Job Training for Youth With Justice Involvement

A Toolkit

By National Youth Employment Coalition

December 9, 2020

Summary

Crossing paths with the juvenile justice system kicks off a complex web of bias, racial discrimination and structural barriers that can prevent young people from living healthy and productive lives.

One powerful difference maker? Workforce development, and — in particular — approaches that blend education with occupational training while also offering support services, paid work experiences and opportunities to connect with caring adults.
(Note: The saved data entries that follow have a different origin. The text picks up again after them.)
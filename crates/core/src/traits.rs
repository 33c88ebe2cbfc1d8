//! The state machine trait implemented by the engine.

use crate::{Action, Event};
use std::time::Duration;

/// A deterministic, synchronous state machine.
///
/// The runner owns the clock: it calls [`StateMachine::set_time`] before
/// delivering each event, so the machine never reads wall time itself. Given
/// the same sequence of `set_time`/`handle` calls, any two instances produce
/// the same actions.
pub trait StateMachine {
    /// Advance the machine's notion of "now".
    ///
    /// Monotonic: runners never move time backwards.
    fn set_time(&mut self, now: Duration);

    /// Process one event and return the actions it caused.
    ///
    /// Invalid or stale input never panics; it is logged and dropped,
    /// producing no actions.
    fn handle(&mut self, event: Event) -> Vec<Action>;
}
//! Opaque signing capability.
//!
//! The consensus protocol only needs `sign` and `verify`; the concrete
//! scheme (Ed25519 here) is an implementation detail and is not exposed in
//! any protocol type. Peer identities are the raw public key bytes, so a
//! [`super::PeerId`] can always be turned back into a verifier.

use ed25519_dalek::{Signer, SigningKey, Verifier, VerifyingKey};
use serde::de::Error as _;
use serde::{Deserialize, Deserializer, Serialize, Serializer};
use std::fmt;

/// Error produced when key or signature material is malformed.
#[derive(Debug, Clone, PartialEq, Eq, thiserror::Error)]
pub enum SignatureError {
    /// The public key bytes did not describe a valid key.
    #[error("invalid public key bytes")]
    InvalidPublicKey,
    /// The signature bytes had the wrong length or encoding.
    #[error("invalid signature bytes: {0}")]
    InvalidSignature(String),
}

/// A signing keypair held by the local node.
#[derive(Clone)]
pub struct KeyPair {
    signing_key: SigningKey,
}

impl KeyPair {
    /// Derive a keypair deterministically from a 32-byte seed.
    ///
    /// Used by tests and the simulation harness; production nodes load key
    /// material from their identity management, which is outside this crate.
    pub fn from_seed(seed: &[u8; 32]) -> Self {
        Self {
            signing_key: SigningKey::from_bytes(seed),
        }
    }

    /// The public half of this keypair.
    pub fn public_key(&self) -> PublicKey {
        PublicKey {
            verifying_key: self.signing_key.verifying_key(),
        }
    }

    /// Sign a message.
    pub fn sign(&self, message: &[u8]) -> Signature {
        Signature {
            bytes: self.signing_key.sign(message).to_bytes(),
        }
    }
}

// Debug must never print private key material.
impl fmt::Debug for KeyPair {
    fn fmt(&self, f: &mut fmt::Formatter<'_>) -> fmt::Result {
        f.debug_struct("KeyPair")
            .field("public_key", &self.public_key())
            .finish_non_exhaustive()
    }
}

/// A verifier for one peer's signatures.
#[derive(Clone, Copy, PartialEq, Eq)]
pub struct PublicKey {
    verifying_key: VerifyingKey,
}

impl PublicKey {
    /// Reconstruct a public key from its 32 raw bytes.
    pub fn from_bytes(bytes: &[u8; 32]) -> Result<Self, SignatureError> {
        VerifyingKey::from_bytes(bytes)
            .map(|verifying_key| Self { verifying_key })
            .map_err(|_| SignatureError::InvalidPublicKey)
    }

    /// The raw key bytes. These double as the peer identity.
    pub fn to_bytes(&self) -> [u8; 32] {
        self.verifying_key.to_bytes()
    }

    /// Verify a signature over a message. Returns `false` for any invalid
    /// signature; malformed input is never an error at this layer.
    pub fn verify(&self, message: &[u8], signature: &Signature) -> bool {
        let sig = ed25519_dalek::Signature::from_bytes(&signature.bytes);
        self.verifying_key.verify(message, &sig).is_ok()
    }
}

impl fmt::Debug for PublicKey {
    fn fmt(&self, f: &mut fmt::Formatter<'_>) -> fmt::Result {
        write!(f, "PublicKey({}..)", &hex::encode(self.to_bytes())[..8])
    }
}

/// A detached signature.
#[derive(Clone, Copy, PartialEq, Eq)]
pub struct Signature {
    bytes: [u8; 64],
}

impl Signature {
    /// Construct from 64 raw bytes.
    pub fn from_bytes(bytes: [u8; 64]) -> Self {
        Self { bytes }
    }

    /// The raw signature bytes.
    pub fn to_bytes(&self) -> [u8; 64] {
        self.bytes
    }
}

impl fmt::Debug for Signature {
    fn fmt(&self, f: &mut fmt::Formatter<'_>) -> fmt::Result {
        write!(f, "Signature({}..)", &hex::encode(self.bytes)[..8])
    }
}

impl Serialize for Signature {
    fn serialize<S: Serializer>(&self, serializer: S) -> Result<S::Ok, S::Error> {
        serializer.serialize_str(&hex::encode(self.bytes))
    }
}

impl<'de> Deserialize<'de> for Signature {
    fn deserialize<D: Deserializer<'de>>(deserializer: D) -> Result<Self, D::Error> {
        let s = String::deserialize(deserializer)?;
        let decoded =
            hex::decode(&s).map_err(|e| D::Error::custom(format!("invalid hex: {e}")))?;
        let bytes: [u8; 64] = decoded
            .try_into()
            .map_err(|_| D::Error::custom("signature must be 64 bytes"))?;
        Ok(Signature { bytes })
    }
}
Against this backdrop, the National Youth Employment Coalition, with support from the Annie E. Casey Foundation, has created a tool kit to foster meaningful collaboration between professionals in the federal workforce development system and the juvenile justice system.

This resource offers readers: 1) evidence-based practices in youth workforce development; 2) an overview of the workforce system funded under the federal Workforce Innovation and Opportunity Act; 3) advice on improving WIOA-funded services for youth with justice involvement at the local level; and 4) guidance on forming effective interagency partnerships.

After using this tool kit, practitioners in both sectors will have the information and steps they need to partner effectively, use public dollars efficiently and help justice-involved youth pursue both economic self-sufficiency and a brighter future.

Table of Contents

Key Takeaway

The charge is crystal clear: bolster the academic and employment prospects of youth in need

The WIOA intentionally and explicitly calls for the workforce development system to serve the most challenged and disconnected young people. It makes funds available to support a comprehensive array of services focused on assisting youth with one or more barriers to employment, according to the U.S. Department of Labor’s fact sheet on the program.

With the COVID-19 pandemic continuing to undercut the job prospects of young adults, there has never been a more important time to seek the kinds of cross-system collaboration described by this toolkit.